§ **SOURCE RECORDS**:

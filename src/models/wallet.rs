use chrono::NaiveDateTime;
use serde::{Deserialize, Serialize};

/// Owner of the marketplace's own wallet row.
pub const PLATFORM_WALLET: &str = "platform";

/// Cached running balance. `owner` is a vendor id or [`PLATFORM_WALLET`].
#[derive(Debug, Clone, Serialize, Deserialize)]
pub struct Wallet {
    pub owner: String,
    pub balance: i64,
    pub currency: String,
    pub created_at: NaiveDateTime,
    pub updated_at: NaiveDateTime,
}

/// Balance figures recomputed from the ledger on every read. These can
/// diverge from the cached `Wallet::balance`; both are reported and neither
/// is treated as authoritative.
#[derive(Debug, Clone, Default, Serialize)]
pub struct WalletStats {
    /// Completed payments whose booking has itself completed.
    pub total_earned: i64,
    /// Completed payments whose booking has not completed yet.
    pub pending_earnings: i64,
    /// Completed withdrawals.
    pub total_withdrawn: i64,
    /// Withdrawals still pending or approved but not yet paid out.
    pub pending_withdrawals: i64,
    /// total_earned - total_withdrawn - pending_withdrawals + pending_earnings
    pub available_balance: i64,
}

§ **HOW TO COMPLETE THIS TASK**: Could you copy every line from the records that mentions the word "Serialize"?

§ **FINAL ANSWER**:
use serde::{Deserialize, Serialize};
#[derive(Debug, Clone, Serialize, Deserialize)]
#[derive(Debug, Clone, Default, Serialize)]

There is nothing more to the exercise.